14. The method as in claim 13 further comprising the step of providing the two mounting locations on the mounting surface of the substrate each substantially at an edge of the array of photosensitive sites.

15. The method as in claim 10 further comprising the step of providing the optical assembly as either a lens or a filter or a combination of the lens and filter.

16. The method as in claim 10 further comprising the step of aligning the assembly to the array of photosensitive sites in substantially parallel planes.

17. The method as in claim 10 further comprising the step of aligning the optical assembly to the array of photosensitive sites relative to fiducials on the three mounting locations.

18. The method as in claim 10 further comprising the step of providing the two mounting locations on the substrate aligned to the longer side of the image array.

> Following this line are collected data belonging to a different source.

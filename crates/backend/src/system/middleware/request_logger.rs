use axum::body::to_bytes;
use axum::body::Body;
use axum::http::Request;
use axum::middleware::Next;
use axum::response::Response;

/// Middleware для логирования HTTP запросов
///
/// Пишет в лог длительность, размер ответа, статус, метод и путь.
pub async fn request_logger(req: Request<Body>, next: Next) -> Response {
    let start = std::time::Instant::now();
    let method = req.method().clone();
    let uri = req.uri().clone();

    let response = next.run(req).await;
    let (parts, body) = response.into_parts();

    // Читаем тело ответа, чтобы узнать реальный размер
    let bytes = match to_bytes(body, usize::MAX).await {
        Ok(b) => b,
        Err(e) => {
            tracing::warn!(
                "{} {} -> {} | {}ms | body error: {}",
                method,
                uri.path(),
                parts.status.as_u16(),
                start.elapsed().as_millis(),
                e
            );
            return Response::from_parts(parts, Body::default());
        }
    };

    let status = parts.status.as_u16();
    if parts.status.is_server_error() {
        tracing::error!(
            "{} {} -> {} | {}ms | {} bytes",
            method,
            uri.path(),
            status,
            start.elapsed().as_millis(),
            bytes.len()
        );
    } else {
        tracing::info!(
            "{} {} -> {} | {}ms | {} bytes",
            method,
            uri.path(),
            status,
            start.elapsed().as_millis(),
            bytes.len()
        );
    }

    // Создаем новый ответ с прочитанным телом
    Response::from_parts(parts, Body::from(bytes))
}
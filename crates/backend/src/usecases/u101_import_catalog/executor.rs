use super::catalog_api_client::CatalogSource;
use super::processor::IMPORT_JOB_NAME;
use super::status;
use crate::shared::config::QueueConfig;
use crate::shared::error::AppError;
use crate::system::queue::{Backoff, JobOptions, JobQueue, JobRecord};
use chrono::Utc;
use contracts::usecases::u101_import_catalog::{
    ImportJobState, ImportResponse, ImportStartStatus, ImportStatus,
};
use std::sync::Arc;

/// Параметры задачи импорта: попытки, backoff и срок хранения из конфига
pub fn import_job_options(config: &QueueConfig) -> JobOptions {
    JobOptions {
        attempts: config.attempts,
        backoff: Backoff::Exponential {
            delay: config.backoff_delay_ms,
        },
        remove_on_complete: Some(config.remove_on_complete_secs),
        remove_on_fail: false,
    }
}

/// Executor для UseCase импорта каталога
#[derive(Clone)]
pub struct ImportExecutor {
    source: Arc<dyn CatalogSource>,
    queue: Arc<dyn JobQueue>,
    options: JobOptions,
}

impl ImportExecutor {
    pub fn new(source: Arc<dyn CatalogSource>, queue: Arc<dyn JobQueue>, options: JobOptions) -> Self {
        Self {
            source,
            queue,
            options,
        }
    }

    /// Пробный запрос к каталогу, затем постановка задачи в очередь.
    /// При ошибке пробного запроса задача не создается.
    pub async fn start_import(&self) -> Result<ImportResponse, AppError> {
        let probe = self.source.fetch_catalog().await?;

        let now = Utc::now();
        let job = self
            .queue
            .enqueue(
                IMPORT_JOB_NAME,
                serde_json::json!({ "timestamp": now.to_rfc3339() }),
                self.options.clone(),
                now,
            )
            .await?;
        tracing::info!(
            "Import job {} enqueued (catalog reports {} items)",
            job.id,
            probe.total
        );

        Ok(ImportResponse {
            job_id: job.id,
            status: ImportStartStatus::Started,
            started_at: now,
            total_items: probe.total,
            skip: probe.skip,
            limit: probe.limit,
            items: probe.products,
        })
    }

    pub async fn get_import_status(&self, job_id: &str) -> Result<ImportStatus, AppError> {
        let job = self
            .queue
            .get_job(job_id)
            .await?
            .ok_or_else(|| AppError::NotFound(format!("Job with ID {} not found", job_id)))?;
        Ok(status::project(&job, Utc::now()))
    }

    /// waiting, active, delayed
    pub async fn get_active_imports(&self) -> Result<Vec<ImportStatus>, AppError> {
        self.list(&ImportJobState::ACTIVE_SET).await
    }

    /// completed, failed
    pub async fn get_import_history(&self) -> Result<Vec<ImportStatus>, AppError> {
        self.list(&ImportJobState::HISTORY_SET).await
    }

    async fn list(&self, states: &[ImportJobState]) -> Result<Vec<ImportStatus>, AppError> {
        let now = Utc::now();
        let jobs: Vec<JobRecord> = self.queue.get_jobs(&status::queue_states(states)).await?;
        Ok(jobs.iter().map(|job| status::project(job, now)).collect())
    }
}

#[cfg(test)]
mod tests {
    use super::*;
    use crate::domain::a001_product::store::testing::InMemoryProductStore;
    use crate::system::queue::contract_tests::now_ms;
    use crate::system::queue::{InMemoryJobQueue, QueueWorker};
    use crate::usecases::u101_import_catalog::processor::tests::{item, FakeSource};
    use crate::usecases::u101_import_catalog::ImportCatalogProcessor;
    use chrono::Duration;

    struct Harness {
        source: Arc<FakeSource>,
        store: Arc<InMemoryProductStore>,
        executor: ImportExecutor,
        worker: QueueWorker,
    }

    fn harness(source: FakeSource) -> Harness {
        let source = Arc::new(source);
        let store = Arc::new(InMemoryProductStore::new());
        let queue = Arc::new(InMemoryJobQueue::new("product-import", Duration::seconds(30)));
        let options = JobOptions {
            attempts: 3,
            backoff: Backoff::Exponential { delay: 1000 },
            remove_on_complete: Some(24 * 3600),
            remove_on_fail: false,
        };
        let executor = ImportExecutor::new(source.clone(), queue.clone(), options);
        let mut worker = QueueWorker::new(queue, std::time::Duration::from_millis(10));
        worker.register(Arc::new(ImportCatalogProcessor::new(source.clone(), store.clone())));
        Harness {
            source,
            store,
            executor,
            worker,
        }
    }

    #[test]
    fn test_job_options_from_config() {
        let config = crate::shared::config::parse_config("").unwrap().queue;
        let options = import_job_options(&config);
        assert_eq!(options.attempts, 3);
        assert_eq!(options.backoff, Backoff::Exponential { delay: 1000 });
        assert_eq!(options.remove_on_complete, Some(86400));
        assert!(!options.remove_on_fail);
    }

    #[tokio::test]
    async fn test_start_import_returns_probe_totals() {
        let h = harness(FakeSource::with_items(vec![item(1, "A", 1.0), item(2, "B", 2.0)]));

        let response = h.executor.start_import().await.unwrap();
        assert_eq!(response.status, ImportStartStatus::Started);
        assert_eq!(response.total_items, 2);
        assert_eq!(response.items.len(), 2);

        let status = h.executor.get_import_status(&response.job_id).await.unwrap();
        assert_eq!(status.status, ImportJobState::Waiting);
        assert_eq!(h.executor.get_active_imports().await.unwrap().len(), 1);
        assert!(h.store.external_ids().is_empty());
    }

    #[tokio::test]
    async fn test_probe_failure_enqueues_nothing() {
        let h = harness(FakeSource::failing(AppError::ExternalFetch("timeout".into())));

        let err = h.executor.start_import().await.unwrap_err();
        assert!(matches!(err, AppError::ExternalFetch(_)));
        assert!(h.executor.get_active_imports().await.unwrap().is_empty());
        assert!(h.executor.get_import_history().await.unwrap().is_empty());
    }

    #[tokio::test]
    async fn test_unknown_job_is_not_found() {
        let h = harness(FakeSource::with_items(Vec::new()));
        let err = h.executor.get_import_status("nope").await.unwrap_err();
        assert_eq!(err, AppError::NotFound("Job with ID nope not found".into()));
    }

    #[tokio::test]
    async fn test_completed_import_reports_counts() {
        let h = harness(FakeSource::with_items(vec![item(1, "A", 1.0), item(2, "B", 2.0)]));
        let response = h.executor.start_import().await.unwrap();

        h.worker.process_next(Utc::now()).await.unwrap().unwrap();

        let status = h.executor.get_import_status(&response.job_id).await.unwrap();
        assert_eq!(status.status, ImportJobState::Completed);
        assert_eq!(status.progress, 100);
        assert_eq!(status.processed_items, 2);
        assert_eq!(status.total_items, 2);
        assert_eq!(status.deleted_items, 0);
        assert!(status.finished_at.is_some());
        assert_eq!(h.store.external_ids(), vec![1, 2]);

        let history = h.executor.get_import_history().await.unwrap();
        assert_eq!(history.len(), 1);
        assert!(h.executor.get_active_imports().await.unwrap().is_empty());
    }

    #[tokio::test]
    async fn test_fetch_timeouts_exhaust_retries() {
        let h = harness(FakeSource::with_items(vec![item(1, "A", 1.0)]));
        let response = h.executor.start_import().await.unwrap();
        h.source.set_error(AppError::ExternalFetch("request timed out".into()));

        let t0 = now_ms();
        let first = h.worker.process_next(t0).await.unwrap().unwrap();
        let retry_at = first.delay_until.unwrap();
        assert!(retry_at - t0 >= Duration::milliseconds(1000));
        assert!(h.worker.process_next(t0).await.unwrap().is_none());

        let t1 = retry_at;
        let second = h.worker.process_next(t1).await.unwrap().unwrap();
        let retry_at = second.delay_until.unwrap();
        assert!(retry_at - t1 >= Duration::milliseconds(2000));

        let status = h.executor.get_import_status(&response.job_id).await.unwrap();
        assert_eq!(status.status, ImportJobState::Delayed);

        let third = h.worker.process_next(retry_at).await.unwrap().unwrap();
        assert_eq!(third.attempts_made, 3);

        let status = h.executor.get_import_status(&response.job_id).await.unwrap();
        assert_eq!(status.status, ImportJobState::Failed);
        assert_eq!(
            status.error.as_deref(),
            Some("External fetch error: request timed out")
        );
        assert!(status.finished_at.is_some());
        assert!(h.store.external_ids().is_empty());
    }
}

19. An image capture device comprising:

an image sensor comprising:

(a) a substrate;

(b) a photosensitive layer having an array of photosensitive sites for receiving incident light; wherein at least a portion of the substrate extends beyond a boundary of the photosensitive layer for forming a mounting surface;

(c) a support, which includes a receiving portion, mounted to the substrate and surrounds at least a portion of the photosensitive sites;

(d) a transparent layer mounted in the receiving portion of the support; and

20. The image capture device as in claim 19, wherein the image capture device is a digital camera.

21. The image capture device as in claim 19, wherein the image capture device is a cell phone.

22. The image capture device as in claim 19, wherein the photosensitive die is a silicon die.

23. The image capture device as in claim 19, wherein the transparent layer is glass.

24. The image capture device as in claim 19, wherein the location on the support is substantially at a midpoint of the array of photosensitive sites.

25. The image capture device as in claim 24, wherein the two mounting location on the mounting surface of the substrate are each substantially at an edge of the array of photosensitive sites.

26. The image capture device as in claim 19, wherein the optical assembly is either a lens or a filter or a combination of the lens and filter.

27. The image capture device as in claim 19, wherein the alignment of the assembly to the array of photosensitive sites is substantially parallel.

28. The image capture device as in claim 19, wherein the alignment of the assembly to the array of photosensitive sites is relative to fiducials on the three mounting locations.

29. The image capture device as in claim 19, wherein the two mounting locations on the substrate are aligned to the longer side of the image array.